Mikaela, I always dread going to see violent films.  While the comic book origins didn't make it any less horrific for me, at least one can often tell when something awful was going to happen, and one could avert the eyes.  I'd like to think I'm not desensitized to this stuff.  I only watched it for Heath, and I'm not likely to see it again.  At least no nightmares for me. 

Paul

MaineWriter:
Why single out antidepressants? Good question. Frankly, I can't see the Joker strolling into a doctor's office to get a prescription for anything, so I doubt he is on anything except is his maniacal lunacy.

Stephanie Zackarack (sp?) from Salon gave The Dark Knight a pretty nasty review. All the fanboys jumped all over her (and anyone else who happens to breathe a negative word for their precious Batman). LOL. She didn't like Brokeback Mountain, either. Does that woman like any movie at all?

L

Marge_Innavera:
I'm planning to see TDK next week, so can't comment on the film itself as yet. Heath will be the only reason I'm seeing it -- I haven't seen any of the other Batman movies; never watched the TV show; never read the comic books. (which makes me a "batvirgin", I'd guess   ;D  )  One thing that intrigues me is that so many reviews have not only praised Heath's performance but remarked that he makes the Joker a seriously evil character -- a kind of sociopathic anarchist -- more than a comic-book bad guy.


In the meantime, Time reported a boxoffice record today:

Dark Knight — One Day, B.O. Records
By David Germain/AP

(LOS ANGELES) — Batman's joust with the Joker has set another box office record.

Stoked by fan fever over the manic performance of the late Heath Ledger as the Joker, The Dark Knight set a one-day box office record with $66.4 million on opening day, Warner Bros. head of distribution Dan Fellman said Saturday.

The movie's Friday haul surpassed the previous record of $59.8 million set last year by Spider-Man 3. The Dark Knight might break the opening-weekend record of $151.1 million, also held by Spider-Man 3.  "I think they're in jeopardy," Fellman said of the Spider-Man 3 records.

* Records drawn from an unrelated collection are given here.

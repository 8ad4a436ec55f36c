//! 运动状态机
//!
//! 把阻塞的开盖/关盖循环拆成显式状态，每次 `tick()` 推进一个时间片。
//! 阻塞式 API 和 [`MotionService`](crate::MotionService) 都由它驱动。

use smartbin_hal::{ChannelArray, ChannelId};

/// 开盖阶段
#[derive(Debug, Clone, Copy, PartialEq, Eq)]
pub enum OpenPhase {
    /// 目标通道主扫动
    Sweep,
    /// 相邻通道让位回缩
    Clearance,
}

/// 控制器运动状态
#[derive(Debug, Clone, Copy, PartialEq, Eq, Default)]
pub enum MotionState {
    /// 空闲
    #[default]
    Idle,

    /// 开盖中
    ///
    /// `step` 是下一步要执行的序号：主扫动 1..=10，让位回缩 0..5。
    Opening {
        target: ChannelId,
        phase: OpenPhase,
        step: i32,
    },

    /// 关盖中
    ///
    /// `steps` 是开始关盖时按当时角度算出的固定步长。
    Closing {
        step: i32,
        steps: ChannelArray<i32>,
    },
}

impl MotionState {
    /// 是否空闲
    pub fn is_idle(&self) -> bool {
        matches!(self, MotionState::Idle)
    }
}

/// 单次 `tick()` 的结果
#[derive(Debug, Clone, Copy, PartialEq, Eq)]
pub enum Tick {
    /// 执行了一步，下一次 tick 前需要等待步进延时
    Stepped,
    /// 序列在本次 tick 中结束，状态机回到 `Idle`
    Finished,
}
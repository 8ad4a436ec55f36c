//! 垃圾桶运动控制器
//!
//! [`BinController`] 独占硬件句柄，维护每个通道的标定偏移与指令角度，
//! 并驱动开盖/关盖状态机。
//!
//! # 角度约定
//!
//! - **指令角度**：通道相对自身零位的逻辑角度（整数度），关闭位置为 0
//! - **驱动角度**：真正发给舵机的角度，`-(指令角度 - 标定偏移)`
//!
//! 舵机永远只接收经过变换的驱动角度；只有标定归位会直接发送原始标定值。

use crate::cancel::CancelToken;
use crate::choreography::{
    CLEARANCE_STEPS, CLOSE_STEPS, SWEEP_STEPS, clearance_angles, clearance_for, close_step,
    sweep_angle,
};
use crate::error::MotionError;
use crate::state::{MotionState, OpenPhase, Tick};
use smartbin_config::{
    CalibrationStore, ChannelProfile, ConfigError, ControllerConfig, calibration_key,
    read_calibration, write_calibration,
};
use smartbin_hal::{
    BinHardware, ChannelArray, ChannelId, HalError, Indicator, Pacer, RangeSensor, ServoBank,
    SpinPacer,
};
use tracing::{debug, info, trace, warn};

/// 指令角度到驱动角度的标定变换
#[inline]
pub fn drive_angle(commanded: i32, calibration_offset: f64) -> f64 {
    -(commanded as f64 - calibration_offset)
}

#[derive(Debug, Clone, Copy)]
pub(crate) struct ChannelState {
    pub(crate) calibration_offset: f64,
    pub(crate) commanded_angle: i32,
}

/// 垃圾桶运动控制器
pub struct BinController<S, R, I> {
    pub(crate) hw: BinHardware<S, R, I>,
    store: Box<dyn CalibrationStore + Send>,
    pub(crate) pacer: Box<dyn Pacer + Send>,
    profiles: ChannelArray<ChannelProfile>,
    pub(crate) channels: ChannelArray<ChannelState>,
    pub(crate) config: ControllerConfig,
    motion: MotionState,
}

The Dark Knight began with a record $18.5 million from midnight screenings, topping the previous high of $16.9 million for Star Wars: Episode III — The Revenge of the Sith.

The opening day grosses for The Dark Knight far exceeded the full weekend haul of its predecessor, Batman Begins, which took in $48.7 million in its first three days in 2005.

Reviews were excellent for director Christopher Nolan's Batman Begins, but they were stellar for his Dark Knight.  "We've really never seen anything like this," said Paul Dergarabedian, president of box-office tracker Media By Numbers. "The death of a fine actor taken in his prime, a legendary performance, and a movie that lives up to all the hype. That all combined to create these record-breaking numbers."

Buzz had been high for the Batman sequel well before Ledger died of an accidental prescription-drug overdose in January. Trailers last fall revealing Ledger's demented Joker, with crooked clown makeup, turned up the heat even more. The critical acclaim over his performance that built from advance screenings left fans in a frenzy.

"It's a combination of things. Certainly, that's a great part of it, but I think this movie's gross was partly because of the reviews it received and the incredible buzz and word of mouth that preceded it with our early screenings," Fellman said. "And the success and quality of the last one, Batman Begins, delivered by Chris Nolan just set the tone for the opening of this movie."

The Dark Knight reunites Christian Bale as Batman, the vigilante crime-fighter tormented by personal tragedy, and co-stars Michael Caine, Morgan Freeman and Gary Oldman. Maggie Gyllenhaal also stars.

The film spins an epic crime duel as Ledger's Joker orchestrates a reign of terror on the city of Gotham aimed to spread chaos and break down the restraint that keeps Batman on the right side of the law.

While critics are taking the film seriously enough to suggest Ledger could be in line for an Academy Award nomination, the action-packed movie also delivers as pure summer movie escapism.

"If you're worried about mortgage payments and gas prices, when you're sitting in The Dark Knight for two and a half hours, you're not thinking about any of that stuff," Dergarabedian said.